Il governo legittimo in Libia è quello di Al-Sarraj. Per fare il bene di questo Paese occorre combattere i tagliagole sotto le insegne del Consiglio presidenziale. I sostenitori di Al-Sarraj sono gli unici a combattere seriamente contro l’Isis. Se non si pone fine all’embargo delle armi il conflitto sarà dunque ancora più sanguinoso. L’Isis dispone infatti di rifornimenti di armi, e quindi le forze del Consiglio presidenziale devono avere a loro volta tutti gli strumenti per combattere questi tagliagole.



Non le sembra che Al-Sarraj stia cercando di dettare a tutti le sue condizioni?

Non si tratta di dettare le condizioni. Al-Sarraj è riuscito a entrare a Tripoli senza spargimento di sangue, e ciò documenta il fatto che sta lavorando in modo paziente e silenzioso per il bene del Paese.
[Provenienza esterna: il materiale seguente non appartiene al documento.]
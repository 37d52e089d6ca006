//! rdd-dash - Rice disease detection dashboard
//!
//! Serves the browser dashboard, forwards submissions to the prediction
//! service and keeps each user's prediction history in the local database.

use anyhow::{Context, Result};
use clap::Parser;
use rdd_common::config::{
    default_config_path, resolve_api_url, resolve_bind, RootFolderInitializer, RootFolderResolver,
    TomlConfig,
};
use std::path::PathBuf;
use std::sync::Arc;
use tracing::info;
use tracing_subscriber::EnvFilter;

use rdd_dash::prediction::HttpPredictionClient;
use rdd_dash::{build_router, AppState};

const MODULE_NAME: &str = "rdd-dash";

#[derive(Parser, Debug)]
#[command(name = "rdd-dash", version, about = "Rice disease detection dashboard")]
struct Args {
    /// Folder holding the local database
    #[arg(long)]
    root_folder: Option<PathBuf>,

    /// TOML config file (default: <config dir>/rdd/rdd-dash.toml)
    #[arg(long)]
    config: Option<PathBuf>,

    /// Prediction service base URL
    #[arg(long)]
    api_url: Option<String>,

    /// Listen address
    #[arg(long, env = "RDD_BIND")]
    bind: Option<String>,
}

#[tokio::main]
async fn main() -> Result<()> {
    let args = Args::parse();

    let config_path = args.config.clone().or_else(|| default_config_path(MODULE_NAME));
    let config = config_path
        .as_deref()
        .map(TomlConfig::load_or_default)
        .unwrap_or_default();

    tracing_subscriber::fmt()
        .with_env_filter(
            EnvFilter::try_from_default_env()
                .unwrap_or_else(|_| EnvFilter::new(&config.logging.level)),
        )
        .init();

    info!(
        "Starting rice disease detection dashboard ({}) v{}",
        MODULE_NAME,
        env!("CARGO_PKG_VERSION")
    );
    if let Some(path) = &config_path {
        info!("Config file: {}", path.display());
    }

    let root_folder = RootFolderResolver::new(MODULE_NAME)
        .with_toml(&config)
        .with_cli_arg(args.root_folder.clone())
        .resolve();
    let initializer = RootFolderInitializer::new(root_folder);
    initializer
        .ensure_directory_exists()
        .context("Failed to initialize root folder")?;

    let db_path = initializer.database_path();
    info!("Database: {}", db_path.display());
    let db = rdd_common::db::init_database(&db_path).await?;
    rdd_common::auth::load_shared_secret(&db)
        .await
        .context("Failed to load provider assertion secret")?;
    info!(
        "Provider sign-in assertions are verified with settings key '{}'",
        rdd_common::auth::SHARED_SECRET_KEY
    );

    let api_url = resolve_api_url(args.api_url.as_deref(), &config);
    info!("Prediction service: {}", api_url);
    let predictions = HttpPredictionClient::new(api_url)?;

    let state = AppState::with_database(db, Arc::new(predictions));
    let app = build_router(state);

    let bind = resolve_bind(args.bind.as_deref(), &config);
    let listener = tokio::net::TcpListener::bind(&bind)
        .await
        .with_context(|| format!("Failed to bind {}", bind))?;
    info!("Listening on http://{}", bind);
    info!("Health check: http://{}/health", bind);

    axum::serve(listener, app).await?;

    Ok(())
}
//! # RDD Common Library
//!
//! Shared code for the rice disease detection dashboard including:
//! - Prediction and measurement records
//! - Identity derived from the account directory
//! - Configuration loading
//! - Database initialization
//! - Signed sign-in assertions

pub mod auth;
pub mod config;
pub mod db;
pub mod error;
pub mod models;

pub use error::{Error, Result};
pub use models::{Identity, MeasurementRecord, PredictionKind, PredictionRecord};
//! Database schema and initialization

pub mod init;

pub use init::{create_schema, init_database, init_memory_database};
Ora sta attendendo il voto di fiducia al suo governo da parte del Parlamento di Tobruk. Il Paese si trova in una crisi politica, militare ed economica, ma Al-Sarraj sta dando una grande prova di sangue freddo. Anche per questo si è rivolto alla comunità internazionale chiedendole una maggiore credibilità, in quanto le numerose visite a Tripoli dei suoi vari esponenti non hanno prodotto risultati.

Misurata è schierata a favore o contro Al-Sarraj?
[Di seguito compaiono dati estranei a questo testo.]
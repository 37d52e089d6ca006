//! Signed sign-in assertions
//!
//! A third-party sign-in is handed to the dashboard as a small JSON object
//! carrying a `timestamp` (Unix epoch ms) and a `hash`. The hash is the
//! SHA-256 of the canonical JSON of the object, with `hash` set to 64
//! zeros, followed by the shared secret as a decimal string. Only a party
//! holding the secret can produce an assertion the dashboard accepts.
//!
//! The shared secret lives in the `settings` table and is generated on
//! first use.

use rand::Rng;
use serde_json::Value;
use sha2::{Digest, Sha256};
use sqlx::SqlitePool;
use thiserror::Error;

/// Settings key holding the shared secret
pub const SHARED_SECRET_KEY: &str = "assertion_shared_secret";

/// Oldest accepted assertion
pub const MAX_ASSERTION_AGE_MS: i64 = 5 * 60 * 1000;

/// Clock drift tolerated for assertions stamped in the future
pub const MAX_CLOCK_SKEW_MS: i64 = 1000;

const DUMMY_HASH: &str = "0000000000000000000000000000000000000000000000000000000000000000";

#[derive(Debug, Error)]
pub enum AssertionError {
    #[error("Invalid timestamp: {reason}")]
    InvalidTimestamp { timestamp: i64, now: i64, reason: String },

    #[error("Invalid hash")]
    InvalidHash,

    #[error("Shared secret unavailable: {0}")]
    Secret(String),
}

/// Load the shared secret, generating and storing one if absent
pub async fn load_shared_secret(db: &SqlitePool) -> Result<i64, AssertionError> {
    let stored: Option<String> = sqlx::query_scalar("SELECT value FROM settings WHERE key = ?")
        .bind(SHARED_SECRET_KEY)
        .fetch_optional(db)
        .await
        .map_err(|e| AssertionError::Secret(e.to_string()))?;

    match stored {
        Some(value) => value
            .parse::<i64>()
            .map_err(|e| AssertionError::Secret(format!("Invalid i64: {}", e))),
        None => initialize_shared_secret(db).await,
    }
}

/// Store a fresh non-zero random secret
///
/// `INSERT OR IGNORE` keeps the first secret when two callers race; the
/// stored value is read back and returned.
pub async fn initialize_shared_secret(db: &SqlitePool) -> Result<i64, AssertionError> {
    let candidate: i64 = {
        let mut rng = rand::thread_rng();
        loop {
            let value = rng.gen::<i64>();
            if value != 0 {
                break value;
            }
        }
    };

    sqlx::query("INSERT OR IGNORE INTO settings (key, value) VALUES (?, ?)")
        .bind(SHARED_SECRET_KEY)
        .bind(candidate.to_string())
        .execute(db)
        .await
        .map_err(|e| AssertionError::Secret(e.to_string()))?;

    let stored: String = sqlx::query_scalar("SELECT value FROM settings WHERE key = ?")
        .bind(SHARED_SECRET_KEY)
        .fetch_one(db)
        .await
        .map_err(|e| AssertionError::Secret(e.to_string()))?;

    stored
        .parse::<i64>()
        .map_err(|e| AssertionError::Secret(format!("Invalid i64: {}", e)))
}

/// Check an assertion timestamp against `now` (both epoch ms)
pub fn validate_timestamp(timestamp: i64, now: i64) -> Result<(), AssertionError> {
    let age = now - timestamp;

    if age > MAX_ASSERTION_AGE_MS {
        return Err(AssertionError::InvalidTimestamp {
            timestamp,
            now,
            reason: format!("{}ms old (max {}ms)", age, MAX_ASSERTION_AGE_MS),
        });
    }
    if age < -MAX_CLOCK_SKEW_MS {
        return Err(AssertionError::InvalidTimestamp {
            timestamp,
            now,
            reason: format!("{}ms in the future (max {}ms)", -age, MAX_CLOCK_SKEW_MS),
        });
    }

    Ok(())
}

/// Canonical JSON: object keys sorted, no whitespace
pub fn to_canonical_json(value: &Value) -> String {
    match value {
        Value::Object(map) => {
            let mut pairs: Vec<_> = map.iter().collect();
            pairs.sort_by_key(|(k, _)| *k);
            let items: Vec<String> = pairs
                .into_iter()
                .map(|(k, v)| format!("{}:{}", Value::String(k.clone()), to_canonical_json(v)))
                .collect();
            format!("{{{}}}", items.join(","))
        }
        Value::Array(items) => {
            let items: Vec<String> = items.iter().map(to_canonical_json).collect();
            format!("[{}]", items.join(","))
        }
        other => other.to_string(),
    }
}

/// SHA-256 over the canonical JSON (with a zeroed `hash`) plus the secret
pub fn calculate_hash(value: &Value, shared_secret: i64) -> String {
    let mut value = value.clone();
    if let Some(obj) = value.as_object_mut() {
        obj.insert("hash".to_string(), Value::String(DUMMY_HASH.to_string()));
    }

    let mut hasher = Sha256::new();
    hasher.update(to_canonical_json(&value).as_bytes());
    hasher.update(shared_secret.to_string().as_bytes());
    format!("{:x}", hasher.finalize())
}

pub fn validate_hash(provided: &str, value: &Value, shared_secret: i64) -> Result<(), AssertionError> {
    if provided != calculate_hash(value, shared_secret) {
        return Err(AssertionError::InvalidHash);
    }
    Ok(())
}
Tanto a Misurata quanto nel resto della Libia c’è chi fin dall’inizio ha sostenuto il governo di unità nazionale. Altri stanno a vedere che cosa farà il governo e se ha gli strumenti per risolvere i problemi del Paese. Quindi a Misurata, come in tutte le città libiche, c’è una parte a favore e una contro Al-Sarraj. Chi è contro lo fa non perché si opponga alla stabilità nel Paese, ma perché vuole prima vedere quali risultati concreti è in grado di ottenere il Consiglio presidenziale.

 

Che cosa deve fare la comunità internazionale?

La comunità internazionale deve continuare ad appoggiare gli sforzi di Al-Sarraj. Se così non fosse, i terroristi continueranno ad avanzare sul terreno. La conseguenza sarà che centinaia di migliaia di migranti attraverseranno il Mediterraneo per raggiungere l’Italia.

 

I media hanno parlato di esecuzioni di massa da parte dell’Isis a Sirte. C’è apprensione in Libia per queste notizie?

Qui dove vivo il rafforzamento dell’Isis sta provocando grande paura. Questo sentimento coinvolge tutto il popolo libico, che non ama il fanatismo ma vuole soltanto vivere in modo libero e dignitoso. E soprattutto il popolo libico non vuole un altro tiranno come Gheddafi, anche se nelle vesti di Haftar. Questa situazione, per quanto molto delicata, è un’occasione d’oro perché la comunità internazionale rompa gli indugi e sostenga realmente Al-Sarraj.